Damphousse also announced to the university faculty the creation of a Veterinary College Task Force.

“When Bud and our former dean Tim Burcham first approached me with the idea, I was very supportive because it speaks to our core mission for Arkansas and the region,” Damphousse said. “I want to stress that we are at the beginning stages. Along with chairing our Task Force, I have asked Dr. Kennedy to assist with selection of participants and request that they return with a recommendation later this year.”

The proposed veterinary medicine program would enroll classes of approximately 120 students each year. Accreditation for any A-State College of Veterinary Medicine would be sought by the university, and graduates would have Arkansas State academic credentials. 

Adtalem, the parent company of AVMA-accredited Ross University School of Veterinary Medicine, would provide expertise related to veterinary program management and accreditation, as well as capital and operating expense funding.

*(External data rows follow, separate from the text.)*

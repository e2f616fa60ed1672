//! Client configuration.

use serde::{Deserialize, Serialize};
use std::path::PathBuf;
use std::str::FromStr;
use std::time::Duration;

use weles_core::{TagMatch, WelesError, WelesResult};

/// Default server address.
pub const DEFAULT_BASE_URL: &str = "http://192.168.137.64";

pub const ENV_URL: &str = "WELES_URL";
pub const ENV_WORK_DIR: &str = "WELES_WORK_DIR";
pub const ENV_TIMEOUT_MS: &str = "WELES_TIMEOUT_MS";
pub const ENV_CONNECT_TIMEOUT_MS: &str = "WELES_CONNECT_TIMEOUT_MS";

/// Which prediction endpoint to call.
#[derive(Debug, Clone, Copy, Default, PartialEq, Eq, Serialize, Deserialize)]
#[serde(rename_all = "lowercase")]
pub enum PredictionType {
    /// Predicted labels or values.
    #[default]
    Exact,
    /// Class probabilities.
    Prob,
}

impl PredictionType {
    pub fn as_str(&self) -> &'static str {
        match self {
            PredictionType::Exact => "exact",
            PredictionType::Prob => "prob",
        }
    }
}

impl FromStr for PredictionType {
    type Err = WelesError;

    fn from_str(s: &str) -> WelesResult<Self> {
        match s.to_ascii_lowercase().as_str() {
            "exact" => Ok(PredictionType::Exact),
            "prob" => Ok(PredictionType::Prob),
            other => Err(WelesError::invalid(format!(
                "prediction type must be 'exact' or 'prob', got '{}'",
                other
            ))),
        }
    }
}

/// Registry client configuration.
#[derive(Debug, Clone, PartialEq, Serialize, Deserialize)]
pub struct ClientConfig {
    /// Base URL of the weles server.
    #[serde(default = "default_base_url")]
    pub base_url: String,

    /// Directory temporary artifacts are written to.
    #[serde(default = "default_work_dir")]
    pub work_dir: PathBuf,

    /// Overall request timeout in milliseconds. `None` leaves the agent default.
    #[serde(default)]
    pub timeout_ms: Option<u64>,

    /// Connect timeout in milliseconds.
    #[serde(default)]
    pub connect_timeout_ms: Option<u64>,

    /// Reorder and rename prediction input columns to match the model.
    #[serde(default = "default_prepare_columns")]
    pub prepare_columns: bool,

    #[serde(default)]
    pub prediction_type: PredictionType,

    /// Tag combination used by searches that do not pick one.
    #[serde(default)]
    pub tag_match: TagMatch,
}

fn default_base_url() -> String {
    DEFAULT_BASE_URL.to_string()
}

fn default_work_dir() -> PathBuf {
    PathBuf::from(".")
}

fn default_prepare_columns() -> bool {
    true
}

impl Default for ClientConfig {
    fn default() -> Self {
        Self {
            base_url: default_base_url(),
            work_dir: default_work_dir(),
            timeout_ms: None,
            connect_timeout_ms: None,
            prepare_columns: default_prepare_columns(),
            prediction_type: PredictionType::default(),
            tag_match: TagMatch::default(),
        }
    }
}

impl ClientConfig {
    /// Defaults overridden by `WELES_URL`, `WELES_WORK_DIR`,
    /// `WELES_TIMEOUT_MS` and `WELES_CONNECT_TIMEOUT_MS` when set.
    pub fn from_env() -> WelesResult<Self> {
        Self::default().with_env_overrides(|key| std::env::var(key).ok())
    }

    fn with_env_overrides<F>(mut self, lookup: F) -> WelesResult<Self>
    where
        F: Fn(&str) -> Option<String>,
    {
        if let Some(url) = lookup(ENV_URL).filter(|v| !v.is_empty()) {
            self.base_url = url;
        }
        if let Some(dir) = lookup(ENV_WORK_DIR).filter(|v| !v.is_empty()) {
            self.work_dir = PathBuf::from(dir);
        }
        if let Some(ms) = lookup(ENV_TIMEOUT_MS) {
            self.timeout_ms = Some(parse_millis(ENV_TIMEOUT_MS, &ms)?);
        }
        if let Some(ms) = lookup(ENV_CONNECT_TIMEOUT_MS) {
            self.connect_timeout_ms = Some(parse_millis(ENV_CONNECT_TIMEOUT_MS, &ms)?);
        }
        Ok(self)
    }

    pub fn with_base_url(mut self, url: impl Into<String>) -> Self {
        self.base_url = url.into();
        self
    }

    pub fn with_work_dir(mut self, dir: impl Into<PathBuf>) -> Self {
        self.work_dir = dir.into();
        self
    }

    pub fn with_timeout_ms(mut self, timeout_ms: u64) -> Self {
        self.timeout_ms = Some(timeout_ms);
        self
    }

    pub fn with_connect_timeout_ms(mut self, timeout_ms: u64) -> Self {
        self.connect_timeout_ms = Some(timeout_ms);
        self
    }

    pub fn with_prepare_columns(mut self, prepare: bool) -> Self {
        self.prepare_columns = prepare;
        self
    }

    pub fn with_prediction_type(mut self, prediction_type: PredictionType) -> Self {
        self.prediction_type = prediction_type;
        self
    }

    pub fn with_tag_match(mut self, tag_match: TagMatch) -> Self {
        self.tag_match = tag_match;
        self
    }

    pub fn timeout(&self) -> Option<Duration> {
        self.timeout_ms.map(Duration::from_millis)
    }

    pub fn connect_timeout(&self) -> Option<Duration> {
        self.connect_timeout_ms.map(Duration::from_millis)
    }
}

fn parse_millis(key: &str, value: &str) -> WelesResult<u64> {
    value
        .trim()
        .parse()
        .map_err(|_| WelesError::invalid(format!("{} must be milliseconds, got '{}'", key, value)))
}

#[cfg(test)]
mod tests {
    use super::*;
    use std::collections::HashMap;

    #[test]
    fn test_defaults() {
        let config = ClientConfig::default();
        assert_eq!(config.base_url, DEFAULT_BASE_URL);
        assert_eq!(config.work_dir, PathBuf::from("."));
        assert!(config.prepare_columns);
        assert_eq!(config.prediction_type, PredictionType::Exact);
        assert_eq!(config.tag_match, TagMatch::Any);
        assert!(config.timeout().is_none());
    }

    #[test]
    fn test_serde_defaults() {
        let config: ClientConfig =
            serde_json::from_str(r#"{"base_url": "http://localhost:5000", "prediction_type": "prob"}"#)
                .unwrap();
        assert_eq!(config.base_url, "http://localhost:5000");
        assert_eq!(config.prediction_type, PredictionType::Prob);
        assert!(config.prepare_columns);
    }

    #[test]
    fn test_env_overrides() {
        let env: HashMap<&str, &str> = [
            (ENV_URL, "http://weles.local"),
            (ENV_WORK_DIR, "/tmp/weles"),
            (ENV_TIMEOUT_MS, "2500"),
        ]
        .into_iter()
        .collect();

        let config = ClientConfig::default()
            .with_env_overrides(|k| env.get(k).map(|v| v.to_string()))
            .unwrap();
        assert_eq!(config.base_url, "http://weles.local");
        assert_eq!(config.work_dir, PathBuf::from("/tmp/weles"));
        assert_eq!(config.timeout(), Some(Duration::from_millis(2500)));
        assert!(config.connect_timeout().is_none());
    }

    #[test]
    fn test_bad_timeout() {
        let result = ClientConfig::default().with_env_overrides(|k| {
            (k == ENV_CONNECT_TIMEOUT_MS).then(|| "soon".to_string())
        });
        assert!(matches!(result, Err(WelesError::Validation(_))));
    }

    #[test]
    fn test_prediction_type_parse() {
        assert_eq!("PROB".parse::<PredictionType>().unwrap(), PredictionType::Prob);
        assert!("maybe".parse::<PredictionType>().is_err());
    }
}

“We see opportunities to work with student programs such as 4-H and the National FFA Organization, as well as food safety initiatives,” System President Charles Welch said. “It would also complement our agriculture and biotechnology-related programs, the long-standing two-year veterinary technician program at ASU-Beebe and our red wolf conservation efforts.”

The Memorandum of Understanding signed on Friday, Jan. 31, between Arkansas State University and Adtalem Global Education is subject to approval by the ASU System Board of Trustees and ATGE Board.